Answered by Cabinet Secretary for Health and Social Services | Answered on 18/04/2018

The BMJ research did not definitively conclude that outcomes were worse for people who had to travel further for NHS treatment. It stated that the results of the studies were mixed and concluded that a relationship between travelling further and having worse health outcomes cannot be ruled out.

 

There is a large body of evidence which suggests that providing specialist services on fewer sites can improve outcomes for patients, as demonstrated by advances in a number of specialties. These include stroke, vascular, thoracic and neonatal services, as well as the development of major trauma centres across the UK. This view has been validated by reviews by Royal Colleges and also the independent Parliamentary Review into Health and Social Care, published recently.

 

Health boards are responsible for providing their local populations with services which are evidence based and result in the best possible outcomes.
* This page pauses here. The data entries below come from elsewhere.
//! ZeroMQ PUB connection implementation using `zeromq`.
//!
//! This module provides an implementation of the [`Connection`] trait backed
//! by a ZeroMQ PUB socket connected to a collector endpoint.
//!
//! ## Framing
//!
//! ZeroMQ delivers multi-part messages atomically: subscribers receive either
//! every frame of a message or none of them. The `zeromq` library exposes
//! this as a single [`ZmqMessage`] holding all frames, so the connection
//! stages frames flagged `more` and hands the complete message to the socket
//! when the final frame arrives.
//!
//! ## Non-blocking sends
//!
//! A final frame flagged `dont_wait` is sent by polling the socket send
//! exactly once. If the socket cannot accept the message without waiting,
//! the message is dropped and [`Error::WouldBlock`] is returned. Backpressure
//! beyond that is the socket's concern; nothing is retried here.
//!
//! ## Collector restarts
//!
//! The socket monitor reports when the collector goes away. While no peer
//! is attached, final sends fail with [`Error::Transport`] instead of
//! vanishing silently, and the connection re-dials the endpoint at most once
//! per [`RECONNECT_INTERVAL`]. Delivery resumes once the collector is back.
//!
//! ## Concurrency
//!
//! The socket is not safe for concurrent use. The connection is only driven
//! through `&mut self`, and publishers wrap it in a lock.

use std::time::Duration;

use bytes::Bytes;
use futures_util::stream::BoxStream;
use futures_util::{FutureExt, StreamExt};
use tokio::time::Instant;
use zeromq::{PubSocket, Socket, SocketEvent, SocketSend, ZmqMessage};

use crate::{
    // ---
    log_debug,
    Connection,
    ConnectionPtr,
    Error,
    Result,
    SendFlags,
};

/// Upper bound on establishing the initial connection.
const CONNECT_TIMEOUT: Duration = Duration::from_secs(5);

/// Upper bound on one re-dial attempt made from the publish path.
const RECONNECT_TIMEOUT: Duration = Duration::from_millis(250);

/// Minimum spacing between re-dial attempts while the collector is away.
const RECONNECT_INTERVAL: Duration = Duration::from_millis(500);

/// ZeroMQ PUB implementation of the [`Connection`] trait.
struct ZmqConnection {
    // ---
    endpoint: String,
    socket: Option<PubSocket>,
    staged: Vec<Bytes>,
    events: BoxStream<'static, SocketEvent>,
    attached: bool,
    next_reconnect: Option<Instant>,
}

impl ZmqConnection {
    // ---
    fn socket(&mut self) -> Result<&mut PubSocket> {
        self.socket.as_mut().ok_or(Error::ConnectionClosed)
    }

    fn assemble(&mut self, last: Bytes) -> ZmqMessage {
        // ---
        let mut frames = std::mem::take(&mut self.staged).into_iter();
        let mut message = match frames.next() {
            Some(first) => ZmqMessage::from(first),
            None => return ZmqMessage::from(last),
        };
        for frame in frames {
            message.push_back(frame);
        }
        message.push_back(last);
        message
    }

    /// Apply pending monitor events without waiting.
    fn poll_events(&mut self) {
        // ---
        while let Some(Some(event)) = self.events.next().now_or_never() {
            if matches!(event, SocketEvent::Disconnected(..)) {
                log_debug!("{}: collector disconnected", self.endpoint);
                self.attached = false;
            }
        }
    }

    /// Make sure a collector is attached, re-dialing if the interval allows.
    async fn ensure_attached(&mut self) -> Result<()> {
        // ---
        self.poll_events();
        if self.attached {
            return Ok(());
        }

        let now = Instant::now();
        if self.next_reconnect.is_some_and(|at| now < at) {
            return Err(Error::Transport(format!(
                "{}: collector disconnected",
                self.endpoint
            )));
        }
        self.next_reconnect = Some(now + RECONNECT_INTERVAL);

        let endpoint = self.endpoint.clone();
        let socket = self.socket()?;
        let dialed = tokio::time::timeout(RECONNECT_TIMEOUT, socket.connect(&endpoint)).await;

        match dialed {
            Ok(Ok(())) => {
                log_debug!("{endpoint}: reconnected zmq PUB socket");
                self.attached = true;
                self.next_reconnect = None;
                Ok(())
            }
            Ok(Err(err)) => Err(Error::Transport(format!(
                "{endpoint}: reconnect failed: {err}"
            ))),
            Err(_) => Err(Error::Transport(format!(
                "{endpoint}: collector disconnected; reconnect timed out"
            ))),
        }
    }
}

#[async_trait::async_trait]
impl Connection for ZmqConnection {
    // ---
    fn endpoint(&self) -> &str {
        &self.endpoint
    }

    async fn send_frame(&mut self, frame: Bytes, flags: SendFlags) -> Result<()> {
        // ---
        if flags.more {
            self.socket()?;
            self.staged.push(frame);
            return Ok(());
        }

        let message = self.assemble(frame);
        self.ensure_attached().await?;

        let endpoint = self.endpoint.clone();
        let socket = self.socket()?;

        let sent = if flags.dont_wait {
            match socket.send(message).now_or_never() {
                Some(result) => result,
                None => return Err(Error::WouldBlock),
            }
        } else {
            socket.send(message).await
        };

        sent.map_err(|err| Error::Transport(format!("{endpoint}: send failed: {err}")))
    }

    fn discard_staged(&mut self) {
        self.staged.clear();
    }

    async fn close(&mut self) -> Result<()> {
        // ---
        self.staged.clear();

        let Some(socket) = self.socket.take() else {
            return Ok(());
        };

        log_debug!("{}: closing zmq socket", self.endpoint);

        let errors = socket.close().await;
        if errors.is_empty() {
            Ok(())
        } else {
            let detail = errors
                .iter()
                .map(ToString::to_string)
                .collect::<Vec<_>>()
                .join("; ");
            Err(Error::Transport(format!(
                "{}: close failed: {detail}",
                self.endpoint
            )))
        }
    }
}

/// Creates a ZeroMQ PUB connection to the given endpoint.
///
/// # Errors
///
/// Returns [`Error::Transport`] if the socket cannot connect to the endpoint
/// within [`CONNECT_TIMEOUT`].
pub async fn create_connection(endpoint: &str) -> Result<ConnectionPtr> {
    // ---
    let mut socket = PubSocket::new();
    let events = socket.monitor().boxed();

    match tokio::time::timeout(CONNECT_TIMEOUT, socket.connect(endpoint)).await {
        Ok(Ok(())) => {}
        Ok(Err(err)) => {
            return Err(Error::Transport(format!(
                "{endpoint}: connect failed: {err}"
            )))
        }
        Err(_) => {
            return Err(Error::Transport(format!(
                "{endpoint}: connect timed out after {CONNECT_TIMEOUT:?}"
            )))
        }
    }

    log_debug!("{endpoint}: connected zmq PUB socket");

    Ok(Box::new(ZmqConnection {
        endpoint: endpoint.to_string(),
        socket: Some(socket),
        staged: Vec::new(),
        events,
        attached: true,
        next_reconnect: None,
    }))
}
Services must be sustainable, accessible, cost-effective and delivered as close to people’s homes as possible. The public expects timely access to the services they require, wherever they are delivered, including access to GPs and wider primary care services as well as to secondary care or mental health. 

 

The NHS Wales Planning Framework 2018/21 sets out the principles which health boards should follow when developing their Integrated Medium Term Plans (IMTPs). A key delivery priority is timely access to care, as this is a key indicator of quality.

 

Set within the context of longer-term clinical services strategies, IMTPs require health boards to set out commissioning intentions and delivery milestones for clinically led transformation over the next three years. This includes planning and delivering the majority of care closer to home through primary care cluster collaboration for a sustainable, accessible and integrated multi-professional, multi sector primary care service.

 

In any modern healthcare system it will be necessary for patients to travel for more specialist services. How specialist they are will affect how far people travel, whether that is for consultant-led services which are usually delivered in a hospital/clinic with the initial referral being made by the General Practitioner; or a tertiary service – highly specialised treatment and care, within a hospital environment.

 

When changes to services are considered, health boards will need to take account of the geography and demographics of their areas when deciding on the most appropriate location of services. This includes the full implications for its population, taking account of whether the travel times and distance for NHS treatment would negatively impact on patient outcomes.